▶ _Collected data entries_
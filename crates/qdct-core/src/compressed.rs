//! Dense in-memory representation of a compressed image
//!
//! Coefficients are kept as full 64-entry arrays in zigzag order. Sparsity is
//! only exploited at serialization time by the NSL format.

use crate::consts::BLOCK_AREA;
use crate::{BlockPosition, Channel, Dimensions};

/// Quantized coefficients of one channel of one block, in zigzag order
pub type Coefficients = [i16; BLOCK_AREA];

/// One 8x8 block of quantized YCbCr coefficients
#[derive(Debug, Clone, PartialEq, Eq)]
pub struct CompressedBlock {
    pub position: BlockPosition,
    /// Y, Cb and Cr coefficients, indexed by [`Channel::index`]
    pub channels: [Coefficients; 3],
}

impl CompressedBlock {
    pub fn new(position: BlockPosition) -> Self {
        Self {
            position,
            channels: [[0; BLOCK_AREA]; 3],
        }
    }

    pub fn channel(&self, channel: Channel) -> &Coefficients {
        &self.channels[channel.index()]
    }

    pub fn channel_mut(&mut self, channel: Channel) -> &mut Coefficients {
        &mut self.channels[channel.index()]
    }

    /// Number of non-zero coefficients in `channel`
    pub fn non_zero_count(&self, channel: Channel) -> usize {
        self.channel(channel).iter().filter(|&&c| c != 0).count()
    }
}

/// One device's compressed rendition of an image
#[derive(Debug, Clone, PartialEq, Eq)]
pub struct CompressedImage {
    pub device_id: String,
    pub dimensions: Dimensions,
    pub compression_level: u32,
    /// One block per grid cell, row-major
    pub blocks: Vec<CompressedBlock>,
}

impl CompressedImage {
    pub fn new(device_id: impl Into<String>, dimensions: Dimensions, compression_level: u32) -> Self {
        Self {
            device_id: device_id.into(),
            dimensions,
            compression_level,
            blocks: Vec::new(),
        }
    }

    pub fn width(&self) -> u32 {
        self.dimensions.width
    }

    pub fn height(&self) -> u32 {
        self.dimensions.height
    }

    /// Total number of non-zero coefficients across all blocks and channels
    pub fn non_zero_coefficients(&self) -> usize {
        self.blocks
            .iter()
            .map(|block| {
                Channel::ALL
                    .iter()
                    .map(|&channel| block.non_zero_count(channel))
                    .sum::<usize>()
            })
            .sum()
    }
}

* * *

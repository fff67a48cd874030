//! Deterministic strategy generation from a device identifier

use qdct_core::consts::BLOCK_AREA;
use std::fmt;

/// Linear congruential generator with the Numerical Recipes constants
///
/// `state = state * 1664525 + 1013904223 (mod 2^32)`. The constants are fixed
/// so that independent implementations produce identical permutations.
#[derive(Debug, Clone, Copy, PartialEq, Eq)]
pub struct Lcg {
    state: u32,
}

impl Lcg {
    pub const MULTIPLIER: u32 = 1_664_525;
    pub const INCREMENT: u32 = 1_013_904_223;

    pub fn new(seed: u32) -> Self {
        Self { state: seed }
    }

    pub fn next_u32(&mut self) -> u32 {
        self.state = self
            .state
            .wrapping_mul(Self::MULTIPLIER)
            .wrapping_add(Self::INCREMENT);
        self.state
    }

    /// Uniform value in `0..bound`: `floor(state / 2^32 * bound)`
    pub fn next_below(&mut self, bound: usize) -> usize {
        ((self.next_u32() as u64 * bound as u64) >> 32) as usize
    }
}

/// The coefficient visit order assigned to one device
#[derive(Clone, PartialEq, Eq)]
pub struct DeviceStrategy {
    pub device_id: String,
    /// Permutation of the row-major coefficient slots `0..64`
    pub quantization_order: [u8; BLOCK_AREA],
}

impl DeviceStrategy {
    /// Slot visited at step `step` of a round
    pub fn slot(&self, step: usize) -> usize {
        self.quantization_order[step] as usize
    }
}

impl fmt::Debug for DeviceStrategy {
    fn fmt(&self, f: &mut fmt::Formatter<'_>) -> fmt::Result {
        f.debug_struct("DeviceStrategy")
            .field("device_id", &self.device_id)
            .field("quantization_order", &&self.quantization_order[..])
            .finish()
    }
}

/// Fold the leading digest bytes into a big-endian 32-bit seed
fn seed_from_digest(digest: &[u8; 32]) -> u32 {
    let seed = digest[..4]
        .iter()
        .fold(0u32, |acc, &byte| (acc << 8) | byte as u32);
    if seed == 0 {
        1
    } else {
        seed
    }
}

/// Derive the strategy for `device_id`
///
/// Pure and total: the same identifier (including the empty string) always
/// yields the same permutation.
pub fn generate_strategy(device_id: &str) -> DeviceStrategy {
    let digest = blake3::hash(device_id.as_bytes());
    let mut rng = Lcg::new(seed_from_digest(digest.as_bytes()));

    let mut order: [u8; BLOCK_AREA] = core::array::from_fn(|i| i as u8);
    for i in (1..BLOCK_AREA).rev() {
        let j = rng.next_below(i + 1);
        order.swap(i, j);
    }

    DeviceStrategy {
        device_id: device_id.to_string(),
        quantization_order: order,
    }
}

==

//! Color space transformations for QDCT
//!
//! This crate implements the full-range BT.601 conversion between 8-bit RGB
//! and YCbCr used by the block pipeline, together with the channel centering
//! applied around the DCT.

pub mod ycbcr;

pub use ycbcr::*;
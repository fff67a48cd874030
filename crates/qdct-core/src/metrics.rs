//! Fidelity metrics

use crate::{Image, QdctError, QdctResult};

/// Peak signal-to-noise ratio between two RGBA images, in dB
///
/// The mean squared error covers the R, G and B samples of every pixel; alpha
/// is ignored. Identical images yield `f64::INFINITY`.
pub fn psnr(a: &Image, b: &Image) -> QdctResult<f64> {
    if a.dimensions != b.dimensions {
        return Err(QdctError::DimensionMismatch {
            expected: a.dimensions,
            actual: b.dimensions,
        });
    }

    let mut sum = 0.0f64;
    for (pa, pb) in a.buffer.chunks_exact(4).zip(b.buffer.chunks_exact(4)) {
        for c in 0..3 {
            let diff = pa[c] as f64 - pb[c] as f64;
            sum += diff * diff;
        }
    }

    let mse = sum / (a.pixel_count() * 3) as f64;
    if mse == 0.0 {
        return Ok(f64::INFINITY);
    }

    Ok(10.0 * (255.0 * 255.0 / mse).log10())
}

▶ _Work instructions_
From the data above, copy out every line with the string "usize" in it.

▶ _Exercise response_
    pub fn non_zero_count(&self, channel: Channel) -> usize {
    pub fn non_zero_coefficients(&self) -> usize {
                    .sum::<usize>()
    pub fn next_below(&mut self, bound: usize) -> usize {
        ((self.next_u32() as u64 * bound as u64) >> 32) as usize
    pub fn slot(&self, step: usize) -> usize {
        self.quantization_order[step] as usize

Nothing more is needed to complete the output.